(Beginning of Data extracts)

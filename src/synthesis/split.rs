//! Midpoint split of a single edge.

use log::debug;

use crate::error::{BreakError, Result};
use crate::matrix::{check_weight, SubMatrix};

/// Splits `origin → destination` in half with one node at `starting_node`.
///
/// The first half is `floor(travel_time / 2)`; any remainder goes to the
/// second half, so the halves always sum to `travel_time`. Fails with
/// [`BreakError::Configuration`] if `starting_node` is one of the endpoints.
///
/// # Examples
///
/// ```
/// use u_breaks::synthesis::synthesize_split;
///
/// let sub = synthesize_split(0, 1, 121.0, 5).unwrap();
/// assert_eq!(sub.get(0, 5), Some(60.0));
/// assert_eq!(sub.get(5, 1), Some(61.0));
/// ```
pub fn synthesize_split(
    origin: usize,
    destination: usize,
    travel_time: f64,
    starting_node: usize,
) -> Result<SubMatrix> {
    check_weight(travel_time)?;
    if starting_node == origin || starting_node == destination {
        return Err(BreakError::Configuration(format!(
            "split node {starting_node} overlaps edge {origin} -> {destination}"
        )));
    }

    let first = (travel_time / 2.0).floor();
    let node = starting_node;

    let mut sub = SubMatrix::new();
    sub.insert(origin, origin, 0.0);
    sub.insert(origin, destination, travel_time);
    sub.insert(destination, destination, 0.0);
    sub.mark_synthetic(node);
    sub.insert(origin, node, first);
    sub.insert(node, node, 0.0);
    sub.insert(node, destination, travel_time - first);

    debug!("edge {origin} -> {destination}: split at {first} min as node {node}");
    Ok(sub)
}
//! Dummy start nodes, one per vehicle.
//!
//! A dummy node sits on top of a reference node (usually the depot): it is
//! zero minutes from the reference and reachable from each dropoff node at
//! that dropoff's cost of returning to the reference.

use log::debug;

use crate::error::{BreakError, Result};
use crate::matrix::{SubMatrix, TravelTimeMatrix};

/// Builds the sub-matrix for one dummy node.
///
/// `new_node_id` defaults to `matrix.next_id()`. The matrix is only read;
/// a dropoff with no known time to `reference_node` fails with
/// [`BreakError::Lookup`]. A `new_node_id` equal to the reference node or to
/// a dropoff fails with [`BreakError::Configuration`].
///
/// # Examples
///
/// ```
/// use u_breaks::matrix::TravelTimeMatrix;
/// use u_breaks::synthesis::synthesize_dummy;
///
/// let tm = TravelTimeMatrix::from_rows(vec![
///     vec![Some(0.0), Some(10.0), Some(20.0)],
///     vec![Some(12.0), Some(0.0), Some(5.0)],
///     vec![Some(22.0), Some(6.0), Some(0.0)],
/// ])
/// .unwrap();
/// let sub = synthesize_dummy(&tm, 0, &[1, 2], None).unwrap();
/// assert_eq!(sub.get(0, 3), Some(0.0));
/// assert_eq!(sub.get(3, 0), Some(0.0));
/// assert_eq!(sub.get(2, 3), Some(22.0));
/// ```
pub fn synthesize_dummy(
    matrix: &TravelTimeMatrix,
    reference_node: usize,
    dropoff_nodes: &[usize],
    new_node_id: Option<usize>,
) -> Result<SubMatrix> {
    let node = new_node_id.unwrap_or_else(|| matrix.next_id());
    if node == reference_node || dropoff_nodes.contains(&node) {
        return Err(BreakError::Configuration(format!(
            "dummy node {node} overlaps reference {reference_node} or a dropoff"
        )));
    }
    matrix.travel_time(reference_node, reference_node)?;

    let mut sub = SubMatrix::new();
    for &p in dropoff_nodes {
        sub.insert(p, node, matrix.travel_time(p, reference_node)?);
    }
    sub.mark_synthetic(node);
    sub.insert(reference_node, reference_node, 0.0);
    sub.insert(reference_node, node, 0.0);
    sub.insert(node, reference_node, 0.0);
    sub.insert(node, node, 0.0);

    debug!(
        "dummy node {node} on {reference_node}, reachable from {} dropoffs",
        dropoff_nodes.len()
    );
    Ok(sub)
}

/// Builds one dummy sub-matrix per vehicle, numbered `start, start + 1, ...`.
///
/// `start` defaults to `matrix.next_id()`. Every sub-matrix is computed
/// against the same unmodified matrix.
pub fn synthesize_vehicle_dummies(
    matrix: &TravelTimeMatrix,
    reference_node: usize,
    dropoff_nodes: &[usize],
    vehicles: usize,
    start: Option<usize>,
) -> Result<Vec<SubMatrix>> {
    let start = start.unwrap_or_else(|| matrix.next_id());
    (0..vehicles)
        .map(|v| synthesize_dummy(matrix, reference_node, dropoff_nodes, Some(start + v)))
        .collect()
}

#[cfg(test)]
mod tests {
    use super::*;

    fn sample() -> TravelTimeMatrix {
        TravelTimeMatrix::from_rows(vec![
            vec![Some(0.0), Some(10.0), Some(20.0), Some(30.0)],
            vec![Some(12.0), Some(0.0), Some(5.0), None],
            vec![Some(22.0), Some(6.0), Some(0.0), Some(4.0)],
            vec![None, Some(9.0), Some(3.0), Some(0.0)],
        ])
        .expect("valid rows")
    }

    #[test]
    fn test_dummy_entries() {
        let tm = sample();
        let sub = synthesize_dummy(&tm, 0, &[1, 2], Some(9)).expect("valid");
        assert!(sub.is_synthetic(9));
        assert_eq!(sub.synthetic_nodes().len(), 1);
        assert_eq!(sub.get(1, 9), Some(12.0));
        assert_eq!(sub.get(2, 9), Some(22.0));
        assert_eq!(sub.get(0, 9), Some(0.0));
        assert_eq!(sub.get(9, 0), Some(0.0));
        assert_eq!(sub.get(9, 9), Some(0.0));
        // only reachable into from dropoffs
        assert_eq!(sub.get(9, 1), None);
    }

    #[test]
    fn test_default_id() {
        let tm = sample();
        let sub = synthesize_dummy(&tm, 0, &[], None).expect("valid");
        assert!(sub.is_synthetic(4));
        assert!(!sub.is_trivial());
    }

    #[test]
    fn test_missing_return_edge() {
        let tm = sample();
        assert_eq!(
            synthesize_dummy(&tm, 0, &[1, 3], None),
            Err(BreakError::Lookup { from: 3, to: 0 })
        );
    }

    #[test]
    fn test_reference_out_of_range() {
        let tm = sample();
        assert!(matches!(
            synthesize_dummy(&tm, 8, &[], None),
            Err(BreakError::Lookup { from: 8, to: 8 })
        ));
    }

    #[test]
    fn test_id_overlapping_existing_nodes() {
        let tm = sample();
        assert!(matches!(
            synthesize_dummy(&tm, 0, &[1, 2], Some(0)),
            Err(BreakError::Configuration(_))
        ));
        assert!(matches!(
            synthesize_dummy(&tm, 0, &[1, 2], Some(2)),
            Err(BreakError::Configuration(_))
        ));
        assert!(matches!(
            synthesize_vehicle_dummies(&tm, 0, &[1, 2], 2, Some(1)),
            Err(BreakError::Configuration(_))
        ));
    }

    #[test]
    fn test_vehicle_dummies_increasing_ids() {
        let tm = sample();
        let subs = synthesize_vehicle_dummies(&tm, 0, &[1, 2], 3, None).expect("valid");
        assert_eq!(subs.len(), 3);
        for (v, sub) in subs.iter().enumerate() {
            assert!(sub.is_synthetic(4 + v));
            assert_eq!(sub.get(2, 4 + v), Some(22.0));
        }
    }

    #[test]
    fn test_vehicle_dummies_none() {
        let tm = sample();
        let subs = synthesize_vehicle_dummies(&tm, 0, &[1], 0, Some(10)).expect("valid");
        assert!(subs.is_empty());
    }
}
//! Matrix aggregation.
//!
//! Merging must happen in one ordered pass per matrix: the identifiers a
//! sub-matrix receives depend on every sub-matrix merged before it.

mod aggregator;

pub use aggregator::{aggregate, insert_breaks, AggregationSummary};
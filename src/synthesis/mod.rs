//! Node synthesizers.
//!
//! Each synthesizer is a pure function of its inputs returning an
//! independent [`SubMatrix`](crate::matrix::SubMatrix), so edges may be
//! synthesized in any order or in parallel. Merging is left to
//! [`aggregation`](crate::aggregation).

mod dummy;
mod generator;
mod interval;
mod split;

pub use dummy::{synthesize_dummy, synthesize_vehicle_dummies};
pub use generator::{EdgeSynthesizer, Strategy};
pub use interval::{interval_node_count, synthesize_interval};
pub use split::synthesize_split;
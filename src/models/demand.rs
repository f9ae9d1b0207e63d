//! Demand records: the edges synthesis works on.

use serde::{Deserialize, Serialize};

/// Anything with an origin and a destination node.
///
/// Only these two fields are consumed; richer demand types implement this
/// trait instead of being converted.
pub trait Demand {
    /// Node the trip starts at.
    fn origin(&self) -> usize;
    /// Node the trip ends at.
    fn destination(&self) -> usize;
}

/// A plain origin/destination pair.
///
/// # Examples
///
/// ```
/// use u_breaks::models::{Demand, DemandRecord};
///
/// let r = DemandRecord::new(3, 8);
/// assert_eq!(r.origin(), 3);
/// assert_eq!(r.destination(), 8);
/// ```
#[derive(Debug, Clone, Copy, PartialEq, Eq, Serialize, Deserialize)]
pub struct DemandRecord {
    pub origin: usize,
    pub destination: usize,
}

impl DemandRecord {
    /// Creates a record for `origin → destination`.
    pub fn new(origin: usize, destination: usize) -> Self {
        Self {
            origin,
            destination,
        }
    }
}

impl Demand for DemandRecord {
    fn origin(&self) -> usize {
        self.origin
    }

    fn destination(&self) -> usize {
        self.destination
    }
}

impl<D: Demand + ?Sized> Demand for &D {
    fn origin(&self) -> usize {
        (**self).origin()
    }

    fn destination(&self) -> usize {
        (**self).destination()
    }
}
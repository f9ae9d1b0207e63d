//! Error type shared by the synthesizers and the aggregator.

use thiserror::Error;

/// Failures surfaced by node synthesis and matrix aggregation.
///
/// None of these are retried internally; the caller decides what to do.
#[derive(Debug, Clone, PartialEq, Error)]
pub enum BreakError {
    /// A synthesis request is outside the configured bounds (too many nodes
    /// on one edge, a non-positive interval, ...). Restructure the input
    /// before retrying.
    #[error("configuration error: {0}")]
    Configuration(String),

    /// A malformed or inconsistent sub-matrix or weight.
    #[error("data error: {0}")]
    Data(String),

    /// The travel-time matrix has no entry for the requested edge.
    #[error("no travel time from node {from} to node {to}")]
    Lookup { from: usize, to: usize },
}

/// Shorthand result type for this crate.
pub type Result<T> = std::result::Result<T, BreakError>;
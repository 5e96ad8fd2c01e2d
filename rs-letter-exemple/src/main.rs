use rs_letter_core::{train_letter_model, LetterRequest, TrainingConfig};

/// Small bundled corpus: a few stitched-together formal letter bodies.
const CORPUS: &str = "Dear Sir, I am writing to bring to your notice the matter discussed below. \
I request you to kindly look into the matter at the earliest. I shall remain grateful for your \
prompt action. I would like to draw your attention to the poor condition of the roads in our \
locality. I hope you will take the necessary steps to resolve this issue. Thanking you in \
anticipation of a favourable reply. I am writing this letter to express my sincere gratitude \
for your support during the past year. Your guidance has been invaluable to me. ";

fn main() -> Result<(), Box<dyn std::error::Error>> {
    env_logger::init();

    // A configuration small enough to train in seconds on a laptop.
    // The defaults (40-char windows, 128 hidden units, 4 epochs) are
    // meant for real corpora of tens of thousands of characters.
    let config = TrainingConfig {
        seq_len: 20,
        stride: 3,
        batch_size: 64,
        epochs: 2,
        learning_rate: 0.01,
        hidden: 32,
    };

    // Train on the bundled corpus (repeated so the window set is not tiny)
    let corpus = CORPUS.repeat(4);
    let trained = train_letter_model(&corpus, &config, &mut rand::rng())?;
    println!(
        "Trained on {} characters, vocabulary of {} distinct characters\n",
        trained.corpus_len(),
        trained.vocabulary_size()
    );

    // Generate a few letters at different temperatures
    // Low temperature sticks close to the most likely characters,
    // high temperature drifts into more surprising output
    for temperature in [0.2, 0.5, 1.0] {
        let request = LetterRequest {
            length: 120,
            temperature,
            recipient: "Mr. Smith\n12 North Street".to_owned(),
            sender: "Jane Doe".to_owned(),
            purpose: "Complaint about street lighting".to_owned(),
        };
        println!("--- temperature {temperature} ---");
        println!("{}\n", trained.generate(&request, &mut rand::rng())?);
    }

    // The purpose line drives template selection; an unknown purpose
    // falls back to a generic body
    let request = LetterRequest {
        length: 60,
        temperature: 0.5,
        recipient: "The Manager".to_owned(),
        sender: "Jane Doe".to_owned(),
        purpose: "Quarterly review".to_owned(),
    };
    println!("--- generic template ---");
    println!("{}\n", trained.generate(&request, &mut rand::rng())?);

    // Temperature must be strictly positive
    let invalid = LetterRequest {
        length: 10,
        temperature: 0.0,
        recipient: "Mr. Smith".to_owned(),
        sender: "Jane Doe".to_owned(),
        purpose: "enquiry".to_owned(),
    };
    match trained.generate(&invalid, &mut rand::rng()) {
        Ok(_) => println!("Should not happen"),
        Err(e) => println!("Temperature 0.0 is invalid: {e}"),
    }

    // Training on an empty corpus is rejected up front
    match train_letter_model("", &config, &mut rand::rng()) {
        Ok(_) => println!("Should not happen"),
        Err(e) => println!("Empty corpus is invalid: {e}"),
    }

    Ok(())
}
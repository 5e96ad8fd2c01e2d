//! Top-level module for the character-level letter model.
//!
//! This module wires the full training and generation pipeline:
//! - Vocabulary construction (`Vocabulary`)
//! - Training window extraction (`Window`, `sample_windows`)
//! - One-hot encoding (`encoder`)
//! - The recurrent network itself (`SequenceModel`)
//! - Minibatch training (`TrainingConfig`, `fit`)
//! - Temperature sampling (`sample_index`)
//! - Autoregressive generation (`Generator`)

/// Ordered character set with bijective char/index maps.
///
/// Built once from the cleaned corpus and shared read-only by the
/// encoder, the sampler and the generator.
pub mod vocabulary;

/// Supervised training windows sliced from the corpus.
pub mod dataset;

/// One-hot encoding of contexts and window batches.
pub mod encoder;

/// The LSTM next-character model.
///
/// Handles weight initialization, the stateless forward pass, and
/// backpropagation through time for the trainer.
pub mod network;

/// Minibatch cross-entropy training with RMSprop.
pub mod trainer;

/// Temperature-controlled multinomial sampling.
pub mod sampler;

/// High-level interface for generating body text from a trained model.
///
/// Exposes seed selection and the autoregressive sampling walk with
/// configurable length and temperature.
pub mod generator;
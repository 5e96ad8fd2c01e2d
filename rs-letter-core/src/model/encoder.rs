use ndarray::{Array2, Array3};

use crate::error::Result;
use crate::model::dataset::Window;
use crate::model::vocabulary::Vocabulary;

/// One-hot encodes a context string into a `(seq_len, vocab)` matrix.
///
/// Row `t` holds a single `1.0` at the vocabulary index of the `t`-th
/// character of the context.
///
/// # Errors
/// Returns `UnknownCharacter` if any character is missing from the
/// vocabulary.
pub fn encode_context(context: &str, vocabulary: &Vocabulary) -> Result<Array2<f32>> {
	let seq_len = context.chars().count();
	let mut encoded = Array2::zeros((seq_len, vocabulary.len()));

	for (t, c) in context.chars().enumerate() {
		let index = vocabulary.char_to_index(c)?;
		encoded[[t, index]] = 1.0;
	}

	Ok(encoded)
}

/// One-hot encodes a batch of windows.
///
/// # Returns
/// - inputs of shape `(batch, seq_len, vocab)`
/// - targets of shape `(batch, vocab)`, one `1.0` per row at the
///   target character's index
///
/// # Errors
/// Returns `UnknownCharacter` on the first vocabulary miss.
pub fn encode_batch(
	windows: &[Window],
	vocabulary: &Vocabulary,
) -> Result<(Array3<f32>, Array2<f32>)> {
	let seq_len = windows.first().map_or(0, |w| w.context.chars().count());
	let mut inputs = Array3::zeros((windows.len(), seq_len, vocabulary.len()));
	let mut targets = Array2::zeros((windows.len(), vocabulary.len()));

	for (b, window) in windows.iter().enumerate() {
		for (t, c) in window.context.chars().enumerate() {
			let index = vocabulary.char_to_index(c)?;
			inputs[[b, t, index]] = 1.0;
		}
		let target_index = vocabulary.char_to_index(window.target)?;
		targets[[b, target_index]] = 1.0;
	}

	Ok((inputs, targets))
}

(End of Data extracts)

◆ What is needed:
The lines above from the one with "pub mod generator;" through the one with "holds a single" are to be duplicated exactly, ends included, with nothing added.

◆ Expected output:
pub mod generator;
repository 5e96ad8fd2c01e2d
filename rs-letter-core/src/model/encoder.rs
use ndarray::{Array2, Array3};

use crate::error::Result;
use crate::model::dataset::Window;
use crate::model::vocabulary::Vocabulary;

/// One-hot encodes a context string into a `(seq_len, vocab)` matrix.
///
/// Row `t` holds a single `1.0` at the vocabulary index of the `t`-th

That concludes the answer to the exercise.